Now I'm tired of debating the God Head. You're free to believe in 3 coeternal persons of the God Head. I don't share your belief in how that is stated. I believe in one God the Father who is the source of all things given and all things brought into existence and one Lord Jesus who is Gods Christ through whom the Father brought all things into existence and through whom all things are given. The Spirit Jesus sends He receives from the Father. I don't reason Jesus had to receive His own spirit from any other.

So were at an impasse and will have to agree to disagree.

But this is NT.
yet for us there is but one God, the Father, from whom all things came and for whom we live; and there is but one Lord, Jesus Christ, through whom all things came and through whom we live.

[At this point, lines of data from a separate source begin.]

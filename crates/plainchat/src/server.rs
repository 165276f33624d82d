//! The web API service and its chat page.

use std::io;
use std::net::SocketAddr;

use axum::extract::State;
use axum::http::StatusCode;
use axum::response::{Html, IntoResponse, Response};
use axum::routing::{get, post};
use axum::{Json, Router};
use plainchat_core::{
    ChatService, Conversation, Error as CoreError, NormalizedText,
    RequestParams, UserTurn,
};
use plainchat_model::{ErrorKind, ImageRef};
use serde::{Deserialize, Serialize};
use serde_json::{Value, json};
use tokio::net::TcpListener;
use tower_http::cors::CorsLayer;

const SERVICE_NAME: &str = "plainchat";
const INDEX_HTML: &str = include_str!("server/index.html");

/// Shared state of the web service.
#[derive(Clone)]
pub struct AppState {
    chat: Option<ChatService>,
    default_model: String,
}

impl AppState {
    /// Creates the state. `chat` is `None` when no credential is set, in
    /// which case chat requests are answered with 503.
    #[inline]
    pub fn new<S: Into<String>>(chat: Option<ChatService>, default_model: S) -> Self {
        Self {
            chat,
            default_model: default_model.into(),
        }
    }
}

#[derive(Debug, Deserialize)]
struct ChatRequest {
    #[serde(default)]
    message: String,
    model: Option<String>,
    temperature: Option<f32>,
    #[serde(alias = "max_tokens")]
    max_completion_tokens: Option<u32>,
    image_base64: Option<String>,
}

#[derive(Debug, Serialize)]
struct ChatResponse {
    response: NormalizedText,
    model: String,
}

#[derive(Debug)]
struct ApiError {
    status: StatusCode,
    detail: String,
}

impl ApiError {
    fn new(status: StatusCode, detail: impl Into<String>) -> Self {
        Self {
            status,
            detail: detail.into(),
        }
    }
}

impl From<CoreError> for ApiError {
    fn from(err: CoreError) -> Self {
        match &err {
            CoreError::InvalidArgument(_) => {
                Self::new(StatusCode::BAD_REQUEST, format!("{err}"))
            }
            CoreError::Configuration(_) => {
                Self::new(StatusCode::SERVICE_UNAVAILABLE, format!("{err}"))
            }
            CoreError::RemoteService(remote) => {
                error!("completion service failed: {remote}");
                let status = match remote.kind() {
                    ErrorKind::Timeout => StatusCode::GATEWAY_TIMEOUT,
                    _ => StatusCode::BAD_GATEWAY,
                };
                Self::new(
                    status,
                    format!(
                        "Sorry, the assistant could not answer right now ({}). \
                         Please try again later.",
                        remote.kind()
                    ),
                )
            }
        }
    }
}

impl IntoResponse for ApiError {
    fn into_response(self) -> Response {
        (self.status, Json(json!({ "detail": self.detail }))).into_response()
    }
}

/// Creates the router with all routes.
pub fn router(state: AppState) -> Router {
    Router::new()
        .route("/", get(index))
        .route("/api/chat", post(chat))
        .route("/health", get(health))
        .layer(CorsLayer::permissive())
        .with_state(state)
}

/// Binds `addr` and serves until the process is interrupted.
pub async fn serve(addr: SocketAddr, state: AppState) -> io::Result<()> {
    let listener = TcpListener::bind(addr).await?;
    info!("listening on http://{}", listener.local_addr()?);
    axum::serve(listener, router(state))
        .with_graceful_shutdown(async {
            tokio::signal::ctrl_c().await.ok();
            info!("shutting down");
        })
        .await
}

async fn index() -> Html<&'static str> {
    Html(INDEX_HTML)
}

async fn health(State(state): State<AppState>) -> Json<Value> {
    Json(json!({
        "status": "healthy",
        "service": SERVICE_NAME,
        "api_key_configured": state.chat.is_some(),
    }))
}

async fn chat(
    State(state): State<AppState>,
    Json(req): Json<ChatRequest>,
) -> Result<Json<ChatResponse>, ApiError> {
    let Some(service) = &state.chat else {
        return Err(CoreError::configuration("OPENAI_API_KEY is not set").into());
    };

    let image = match req.image_base64.as_deref().map(str::trim) {
        Some(raw) if !raw.is_empty() => Some(
            ImageRef::from_data_uri(raw)
                .map_err(|err| ApiError::new(StatusCode::BAD_REQUEST, format!("{err}")))?,
        ),
        _ => None,
    };

    let defaults = RequestParams::default();
    let params = RequestParams {
        model: req.model.unwrap_or_else(|| state.default_model.clone()),
        temperature: req.temperature.unwrap_or(defaults.temperature),
        max_output_tokens: req
            .max_completion_tokens
            .unwrap_or(defaults.max_output_tokens),
    };
    let turn = UserTurn {
        text: req.message,
        image,
    };

    // Each web request is a conversation of its own.
    let outcome = service
        .process_turn(&Conversation::new(), turn, &params)
        .await?;
    if outcome.used_fallback_profile {
        warn!("model {} has no profile, request used the fallback", outcome.model);
    }

    Ok(Json(ChatResponse {
        response: outcome.reply,
        model: outcome.model,
    }))
}
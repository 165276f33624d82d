use serde::{Deserialize, Serialize};

use crate::ImageRef;

/// Who authored a message.
#[derive(Clone, Copy, Debug, PartialEq, Eq, Hash, Serialize, Deserialize)]
#[serde(rename_all = "lowercase")]
pub enum Role {
    /// The system instructions.
    System,
    /// The end user.
    User,
    /// The model.
    Assistant,
}

/// One piece of a multimodal message.
#[derive(Clone, Debug, PartialEq, Eq, Hash)]
pub enum ContentPart {
    /// A text fragment.
    Text(String),
    /// An attached image.
    Image(ImageRef),
}

/// The content of a message.
#[derive(Clone, Debug, PartialEq, Eq, Hash)]
pub enum Content {
    /// A plain text message.
    Text(String),
    /// An ordered sequence of parts, used when the message carries images.
    Parts(Vec<ContentPart>),
}

impl Content {
    /// Returns `true` if any part of this content is an image.
    #[inline]
    pub fn has_image(&self) -> bool {
        match self {
            Content::Text(_) => false,
            Content::Parts(parts) => {
                parts.iter().any(|p| matches!(p, ContentPart::Image(_)))
            }
        }
    }

    /// Returns the text of this content, joining text parts with a space
    /// and skipping images.
    pub fn text(&self) -> String {
        match self {
            Content::Text(text) => text.clone(),
            Content::Parts(parts) => parts
                .iter()
                .filter_map(|p| match p {
                    ContentPart::Text(text) => Some(text.as_str()),
                    ContentPart::Image(_) => None,
                })
                .collect::<Vec<_>>()
                .join(" "),
        }
    }
}

impl From<String> for Content {
    #[inline]
    fn from(value: String) -> Self {
        Content::Text(value)
    }
}

impl From<&str> for Content {
    #[inline]
    fn from(value: &str) -> Self {
        Content::Text(value.to_owned())
    }
}

/// A complete message.
#[derive(Clone, Debug, PartialEq, Eq, Hash)]
pub struct Message {
    /// The author of the message.
    pub role: Role,
    /// The message body.
    pub content: Content,
}

impl Message {
    /// Creates a system message.
    #[inline]
    pub fn system<S: Into<String>>(text: S) -> Self {
        Self {
            role: Role::System,
            content: Content::Text(text.into()),
        }
    }

    /// Creates a user message.
    #[inline]
    pub fn user<C: Into<Content>>(content: C) -> Self {
        Self {
            role: Role::User,
            content: content.into(),
        }
    }

    /// Creates an assistant message.
    #[inline]
    pub fn assistant<S: Into<String>>(text: S) -> Self {
        Self {
            role: Role::Assistant,
            content: Content::Text(text.into()),
        }
    }
}

#[cfg(test)]
mod tests {
    use super::*;

    #[test]
    fn test_content_text() {
        let content = Content::Parts(vec![
            ContentPart::Text("look".to_owned()),
            ContentPart::Image(ImageRef::Url("https://x/y.png".to_owned())),
            ContentPart::Text("here".to_owned()),
        ]);
        assert!(content.has_image());
        assert_eq!(content.text(), "look here");

        let content = Content::from("hi");
        assert!(!content.has_image());
        assert_eq!(content.text(), "hi");
    }

    #[test]
    fn test_role_serialization() {
        assert_eq!(serde_json::to_string(&Role::Assistant).unwrap(), "\"assistant\"");
    }
}
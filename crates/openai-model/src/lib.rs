//! A model provider for OpenAI-compatible APIs.

#[macro_use]
extern crate tracing;

mod config;
mod proto;

use std::error::Error as StdError;
use std::fmt::{self, Display};
use std::sync::Arc;

use mime::Mime;
use plainchat_model::{
    Completion, CompletionRequest, ErrorKind, ModelProvider,
    ModelProviderError,
};
use reqwest::{Client, StatusCode, header};

pub use config::{OpenAIConfig, OpenAIConfigBuilder};
use proto::{ChatCompletion, ErrorBody};

/// Error type for [`OpenAIProvider`].
#[derive(Debug)]
pub struct Error {
    message: String,
    kind: ErrorKind,
}

impl Error {
    fn new(message: impl Into<String>, kind: ErrorKind) -> Self {
        Self {
            message: message.into(),
            kind,
        }
    }

    fn from_reqwest(err: reqwest::Error) -> Self {
        let kind = if err.is_timeout() {
            ErrorKind::Timeout
        } else {
            err.status().map(kind_for_status).unwrap_or(ErrorKind::Other)
        };
        Self::new(format!("{err}"), kind)
    }

    /// Returns the error message.
    #[inline]
    pub fn message(&self) -> &str {
        &self.message
    }
}

impl Display for Error {
    fn fmt(&self, f: &mut fmt::Formatter<'_>) -> fmt::Result {
        write!(f, "{}", self.message)
    }
}

impl StdError for Error {}

impl ModelProviderError for Error {
    #[inline]
    fn kind(&self) -> ErrorKind {
        self.kind
    }
}

fn kind_for_status(status: StatusCode) -> ErrorKind {
    match status {
        StatusCode::UNAUTHORIZED | StatusCode::FORBIDDEN => {
            ErrorKind::Authentication
        }
        StatusCode::TOO_MANY_REQUESTS => ErrorKind::RateLimitExceeded,
        StatusCode::BAD_REQUEST
        | StatusCode::NOT_FOUND
        | StatusCode::UNPROCESSABLE_ENTITY => ErrorKind::InvalidRequest,
        StatusCode::REQUEST_TIMEOUT | StatusCode::GATEWAY_TIMEOUT => {
            ErrorKind::Timeout
        }
        _ => ErrorKind::Other,
    }
}

/// OpenAI-compatible model provider.
#[derive(Clone, Debug)]
pub struct OpenAIProvider {
    client: Client,
    config: Arc<OpenAIConfig>,
}

impl OpenAIProvider {
    /// Creates a new `OpenAIProvider` with the given configuration.
    #[inline]
    pub fn new(config: OpenAIConfig) -> Self {
        Self {
            client: Client::new(),
            config: Arc::new(config),
        }
    }
}

impl ModelProvider for OpenAIProvider {
    type Error = Error;

    fn send_request(
        &self,
        req: &CompletionRequest,
    ) -> impl Future<Output = Result<Completion, Self::Error>> + Send + 'static
    {
        let openai_req = proto::create_request(req);
        let requested_model = req.model().to_owned();
        let resp_fut = self
            .client
            .post(self.config.completions_url())
            .header(
                header::AUTHORIZATION,
                format!("Bearer {}", self.config.api_key),
            )
            .header(header::CONTENT_TYPE, "application/json")
            .header(header::ACCEPT, "application/json")
            .timeout(self.config.timeout)
            .json(&openai_req)
            .send();

        async move {
            let resp = resp_fut.await.map_err(Error::from_reqwest)?;

            let status = resp.status();
            if !status.is_success() {
                let body = resp.text().await.unwrap_or_default();
                let message = serde_json::from_str::<ErrorBody>(&body)
                    .map(|body| body.error.message)
                    .unwrap_or(body);
                warn!("completion request failed with {status}: {message}");
                return Err(Error::new(
                    format!("{status}: {message}"),
                    kind_for_status(status),
                ));
            }

            let content_type = resp
                .headers()
                .get(header::CONTENT_TYPE)
                .and_then(|v| v.to_str().ok());
            let is_json = content_type
                .and_then(|v| v.parse().ok())
                .map(|m: Mime| m.subtype() == mime::JSON)
                .unwrap_or(false);
            if !is_json {
                return Err(Error::new(
                    format!("Unexpected content type: {content_type:?}"),
                    ErrorKind::Other,
                ));
            }

            // Here we got a successful response.
            let body = resp.bytes().await.map_err(Error::from_reqwest)?;
            trace!("got response body: {} bytes", body.len());
            let completion = serde_json::from_slice::<ChatCompletion>(&body)
                .map_err(|err| Error::new(format!("{err}"), ErrorKind::Other))?;
            proto::into_completion(completion, &requested_model)
        }
    }
}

This is NT and is from the will of another. Not coeternal.
Col 1:19

And the Father Himself doesn't suggest to me A God such as Himself that has no beginning. Unbegotten for sure though. Why is He stating "was formed" doesn't He understand your trinity?
"No God was formed before me"

What we see, measure, hear and study, the universe, the living God brought into existence. But the invisible God is Spirit. We can't know about the realm where Spirit came from. But we can state if the Father has a beginning it could NOT be by any other being. Jesus is begotten of the Father alone.

Peace
 
Randy

I'm trying to follow what you're saying, but it's starting to creak. You say that the Son is everything the Father is, but he's still not God as the Father is. That's a total failure.

There are quite a few who don't know Christianity. Following Christ and denying the Holy Trinity has nothing to do with Christianity.

That's why it doesn't matter to them what God is like as a Being. Some individual who seems convenient to them in their perverted intuition.

The topic of the Trinity is much broader, so the discussion so far is only one part of the story. The rest of the story is not for those who don't participate in it.
 
Randy

I'm trying to follow what you're saying, but it's starting to creak. You say that the Son is everything the Father is, but he's still not God as the Father is. That's a total failure
Not God-He has always been the Son. Is God-He is all that the Father is. Your words are a total failure to me.
Jesus-The Father is the only "true" God. Paul -To us there is but one God the Father. Jesus-My God and your God. My Father and your Father
I understand you can't accept it but that doesn't make it a falsehood.
There are quite a few who don't know Christianity. Following Christ and denying the Holy Trinity has nothing to do with Christianity.

That's why it doesn't matter to them what God is like as a Being. Some individual who seems convenient to them in their perverted intuition.

The topic of the Trinity is much broader, so the discussion so far is only one part of the story. The rest of the story is not for those who don't participate in it.
That wasn't helpful to anyone. Nor does it answer or explain with sound reasoning the many questions asked to you. Total Failure
 
Randy

What questions did you ask me that I did not answer? I just want to discuss it in a historical context, and to point out the unique teaching of the Church. I would ask everyone who wants to discuss everything else, but does not want to discuss this, not to reduce the whole topic to apologetics which was already resolved during the first centuries.